The project

  • What are the challenges?

    Europe’s urban water systems face growing pressures from climate change, water scarcity, population growth, and ageing infrastructure. Conventional centralised wastewater treatment lacks flexibility to handle extreme weather, rising energy demand, and circular resource needs. Decentralised solutions enabling on-site water management, local recycling, and resource recovery, integrated with centralised systems in urban areas, ensure sustainable, efficient water services that meet demand, quality standards, and energy goals. Such approaches advance circularity and sustainability across economic, social, technical, institutional, and environmental dimensions.

  • How NAMOR responds to these challenges

    NAMOR pioneers a hybrid photobioreactor (MPBR) merging microalgae–bacteria co-cultivation with advanced membrane filtration in a compact, modular system for flexible, decentralised water treatment. AI-powered digital twins, real-time sensing, and predictive analytics ensure optimal performance, reliability, and proactive maintenance. Retrofittable or standalone, the system transforms wastewater into reclaimed water, nutrients, and bioenergy, exemplifying how biotechnology and digital innovation drive a circular, low-carbon, resilient urban water cycle.

  • Deployment and impact across Europe

    NAMOR is implemented in three demo sites spanning southern, central, and northern Europe to test performance under diverse temperature and light conditions. The pilots will validate its technical, economic, environmental, and social performance, proving scalability and replicability. This integrated approach accelerates the adoption of decentralised, resource-efficient water management. It directly supports the EU Green Deal, Water Reuse Regulation, Zero Pollution Action Plan, and Circular Economy Strategy.

NAMOR Project

Goals

1

Develop a next-generation microalgae–membrane photobioreactor that enables decentralised, energy-efficient, and high-quality wastewater treatment, supporting water reuse, climate resilience, and circular resource recovery while facilitating its smart integration with existing centralised systems.

2

Integrate advanced digital technologies, including a real-time digital twin, IoT sensors, and AI-based Decision Support System, to enable predictive maintenance, adaptive process control, and data-driven optimisation of resource efficiency.

3

Validate NAMOR’s technical, environmental, and economic performance through demonstrations in three diverse European pilot sites, ensuring robustness, scalability, and interoperability between decentralised and centralised infrastructures under real climatic conditions.

4

Valorise the biomass and recovered resources—water, nutrients, and bioenergy—by converting them into bio-based products and renewable energy, thereby strengthening the circular and bio-based economy.

5

Advance social acceptance and behavioural change through inclusive co-creation and participatory approaches, ensuring that decentralised water reuse technologies and their integration into existing urban systems are understood, trusted, and embraced by citizens and stakeholders.

6

Establish data-driven sustainability metrics and life-cycle models to quantify environmental, social, and economic benefits, guiding evidence-based decision-making and policy integration at EU and local levels.

7

Foster market replication and policy alignment by developing viable business and governance models, analysing regulatory frameworks, and identifying pathways for the integrated deployment of decentralised–centralised hybrid systems at international scale and investment readiness.

8

Build long-term impact and knowledge transfer by creating a replicable digital–technical framework and sharing open-access data, tools, and best practices that can inspire future EU initiatives in sustainable urban water management.

How will NAMOR operate?

hybrid treatment system

Develop a compact hybrid treatment system that merges microalgae-bacteria co-cultivation with advanced membrane filtration, enabling efficient and sustainable treatment of diverse wastewater streams.

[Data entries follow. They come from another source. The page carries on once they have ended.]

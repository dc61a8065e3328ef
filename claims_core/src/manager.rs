//! Validated claim mutations.
//!
//! [`ClaimsManager`] is the only code that writes to the claims index. Every
//! write keeps the spatial index, the per-owner bookkeeping, the claim-state
//! registry and the force-load tickets in step, then notifies the change
//! tracker. Policy failures come back as [`ClaimOutcome`] values.

use std::collections::{BTreeMap, BTreeSet, HashMap, HashSet, VecDeque};

use bevy::prelude::Resource;
use tracing::{debug, info, warn};

use claims_proto::{ClaimAction, ClaimLimitsData};

use crate::claim::{ChunkClaim, ClaimKey, ClaimStateRegistry, MAIN_SUB_CONFIG};
use crate::config::{ClaimsConfig, ExpirationSettings, GeneralSettings};
use crate::ids::{ChunkPos, DimensionId, PlayerId, RegionPos};
use crate::index::ClaimsIndex;
use crate::limits::{ConfigLimits, DimensionPolicy, OwnerLimitProvider};
use crate::outcome::{AreaClaimResult, ClaimOutcome, OutcomeSet};
use crate::owner::PlayerClaimInfo;
use crate::persistence::OwnerClaimsRecord;
use crate::tasks::{ClaimMatcher, ClaimReplaceTask, ReplaceReason};
use crate::tickets::{ForceloadTickets, TicketPolicy};
use crate::tracker::{ChangeTracker, ClaimsListener};

/// Who is acting and from where.
#[derive(Debug, Clone, Copy, PartialEq, Eq)]
pub struct ClaimActor {
    pub owner: PlayerId,
    pub sub_config_index: i32,
    pub from: ChunkPos,
    /// Admin mode: may act on other owners' claims and ignores distance.
    pub by_admin: bool,
}

impl ClaimActor {
    pub fn player(owner: PlayerId, from: ChunkPos) -> Self {
        Self {
            owner,
            sub_config_index: MAIN_SUB_CONFIG,
            from,
            by_admin: false,
        }
    }

    pub fn server(from: ChunkPos) -> Self {
        Self::player(PlayerId::SERVER, from)
    }

    pub fn with_sub_config(self, sub_config_index: i32) -> Self {
        Self {
            sub_config_index,
            ..self
        }
    }

    pub fn as_admin(self) -> Self {
        Self {
            by_admin: true,
            ..self
        }
    }
}

#[derive(Debug, Clone, Copy, PartialEq, Eq, Default)]
pub struct ReplaceStep {
    pub replaced: usize,
    pub finished: bool,
}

real-time digital twin model

Create a real-time digital twin model, enhanced by sensor networks and predictive analytics, to continuously monitor and optimize photobioreactor performance under varying environmental conditions.

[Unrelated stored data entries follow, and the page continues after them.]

mod common;

use claims_core::{build_claims_app, run_tick, ClaimsConfigHandle, ClaimsMetrics, ServerTick};

#[test]
fn app_initializes() {
    let config = common::test_config();
    let mut app = build_claims_app(config);
    run_tick(&mut app);
    run_tick(&mut app);

    assert_eq!(app.world.resource::<ServerTick>().0, 2);
    let metrics = app.world.resource::<ClaimsMetrics>();
    assert_eq!(metrics.tick, 1);
    assert_eq!(metrics.regions, 0);
    assert_eq!(metrics.bytes_queued, 0);
}

#[test]
fn fixture_config_is_applied() {
    let config = common::test_config();
    let app = build_claims_app(config);
    let handle = app.world.resource::<ClaimsConfigHandle>();
    assert_eq!(handle.0.general.max_player_claims, 40);
    assert_eq!(handle.0.persistence.save_interval_ticks, 5);
    assert!(!handle.0.expiration.enabled);
}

AI-powered Decision Support System

Design an AI-powered Decision Support System (DSS) that improves energy efficiency, enhances treatment effectiveness, and maximizes water and nutrient recovery based on local needs.

Validate the system in three different climate zones

Validate the system in three different climate zones, demonstrating its reliability and adaptability across high, medium, and low temperature conditions in real-world settings.

Valorise the biomass produced

Valorise the biomass produced through nutrient and energy recovery, supporting circular economy principles and reducing environmental impact.

Study public perception and behaviour

Study public perception and behaviour towards decentralized water reuse, using participatory approaches to improve citizen acceptance and inform inclusive policy design.

Examine the policy, regulatory, and market landscape

Examine the policy, regulatory, and market landscape to identify barriers and opportunities for scaling NAMOR technologies in Europe and internationally.